Ta strona została skorygowana.
—   218   —

Brat Hilario zaś należy do ludzi wielce godnych i dochowa tajemnicy tak samo, jakby to była spowiedź. Jestem atoli pewien, że odpowiedź jego na pańskie pytania będzie ta sama, co i moja.
— Ostatecznie muszę przyznać panu słuszność — rzekł po dłuższej chwili milczenia. — Jednak nie wie pan jeszcze wszystkiego. Senda... co to ja chciałem... Mniejsza o to... Ów morderca powiedział mi wiele innych rzeczy.
— Ta okoliczność nie czyni już różnicy w całej sprawie. Nie idzie tu bowiem o to, co pan powinien przemilczeć, ale główna rzecz, że już nie wiąże pana przysięga co do tajemnicy, która jest mi wiadomą. Zresztą w obliczu śmierci powinieneś pan być szczery. Nie mówię tego od siebie, lecz stawiam się w położenie pana, bardzo ciężkie i smutne, i zaręczam słowem honoru, że, na pańskiem miejscu będąc, nie wahałbym się ani chwili uczynić wyznanie braciszkowi Hilario.
Przesunął wyschłymi palcami po brzegu łóżka, opuścił bezwładnie głowę na bok i rzekł:
— Namyślę się nad tem.
— Niech pana nie trapi żadna obawa.
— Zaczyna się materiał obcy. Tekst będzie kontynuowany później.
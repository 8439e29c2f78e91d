use std::{fmt::Debug, fs, path::Path};

use clap::Parser;
use rust_decimal::Decimal;
use serde::{Deserialize, Serialize};

use crate::{
    prelude::*,
    quantity::{cost::Cost, distance::MileageRate, time::HourlyRate, volume::GallonPrice},
};

/// Pricing overrides.
///
/// Every field is optional: a missing value falls through to the next layer, and finally to the
/// reference pricing. The same shape is read from the command line, a settings file, and the
/// `settings` block of a quote request.
#[must_use]
#[derive(Clone, Debug, Default, PartialEq, Eq, Deserialize, Serialize, Parser)]
#[serde(default, rename_all = "camelCase")]
pub struct Settings {
    /// Labor rate in dollars per hour, also applied to travel time.
    #[clap(long = "labor-rate", env = "LABOR_RATE")]
    pub labor_rate: Option<HourlyRate>,

    /// Parts markup multiplier, for example `1.2`.
    #[clap(long = "parts-markup", env = "PARTS_MARKUP")]
    pub parts_markup: Option<Decimal>,

    /// Freight as a fraction of the parts total, for example `0.05`.
    #[clap(long = "freight-percent", env = "FREIGHT_PERCENT")]
    pub freight_percent: Option<Decimal>,

    /// Dollars per mile from the shop.
    #[clap(long = "mileage-rate", env = "MILEAGE_RATE")]
    pub mileage_rate: Option<MileageRate>,

    /// Yearly escalation multiplier, for example `1.05`.
    #[clap(long = "escalation-multiplier", env = "ESCALATION_MULTIPLIER")]
    pub escalation_multiplier: Option<Decimal>,

    #[clap(long = "oil-price-per-gallon", env = "OIL_PRICE_PER_GALLON")]
    pub oil_price_per_gallon: Option<GallonPrice>,

    #[clap(long = "coolant-price-per-gallon", env = "COOLANT_PRICE_PER_GALLON")]
    pub coolant_price_per_gallon: Option<GallonPrice>,

    #[clap(long = "oil-analysis-cost", env = "OIL_ANALYSIS_COST")]
    pub oil_analysis_cost: Option<Cost>,

    #[clap(long = "coolant-analysis-cost", env = "COOLANT_ANALYSIS_COST")]
    pub coolant_analysis_cost: Option<Cost>,

    #[clap(long = "fuel-analysis-cost", env = "FUEL_ANALYSIS_COST")]
    pub fuel_analysis_cost: Option<Cost>,

    /// Sales tax rate on materials, for example `0.0725`.
    #[clap(long = "tax-rate", env = "TAX_RATE")]
    pub tax_rate: Option<Decimal>,
}

impl Settings {
    #[instrument(name = "Reading the settings…")]
    pub fn read_from<P: AsRef<Path> + Debug>(path: P) -> Result<Self> {
        let path = path.as_ref();
        let text = fs::read_to_string(path)
            .with_context(|| format!("failed to read `{}`", path.display()))?;
        toml::from_str(&text).with_context(|| format!("failed to parse `{}`", path.display()))
    }

    /// Layer the overrides on top of these settings.
    pub fn merge(self, overrides: &Self) -> Self {
        Self {
            labor_rate: overrides.labor_rate.or(self.labor_rate),
            parts_markup: overrides.parts_markup.or(self.parts_markup),
            freight_percent: overrides.freight_percent.or(self.freight_percent),
            mileage_rate: overrides.mileage_rate.or(self.mileage_rate),
            escalation_multiplier: overrides.escalation_multiplier.or(self.escalation_multiplier),
            oil_price_per_gallon: overrides.oil_price_per_gallon.or(self.oil_price_per_gallon),
            coolant_price_per_gallon: overrides
                .coolant_price_per_gallon
                .or(self.coolant_price_per_gallon),
            oil_analysis_cost: overrides.oil_analysis_cost.or(self.oil_analysis_cost),
            coolant_analysis_cost: overrides.coolant_analysis_cost.or(self.coolant_analysis_cost),
            fuel_analysis_cost: overrides.fuel_analysis_cost.or(self.fuel_analysis_cost),
            tax_rate: overrides.tax_rate.or(self.tax_rate),
        }
    }
}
Każdego z nas czeka chwila, w której zapóźno już na jakiekolwiek namysły.
— Śmierć? — westchnął. — Czy pan się jej boi?
— Nie!
— Domyślam się, że nie brak panu odwagi, by zajrzeć jej w oczy, ale mam tu na myśli co innego, mianowicie to, co oczekuje nas poza grobem.
— Rozumiem pana. Śmierć sama jest dla bogobojnych ludzi aniołem-wybawicielem, posłanym przez Boga w celu odszukania zaginionego dziecka i zaprowadzenia go do domu ojca; ale dla zatwardziałych grzeszników jest ona surowym dozorcą, który ma ich prowadzić do wiekuistego więzienia. Kto więc spełnił uczciwie swoje obowiązki tu, na ziemi, może bezpiecznie i z ufnością w miłosierdzie Boże zamknąć oczy na sen wieczny.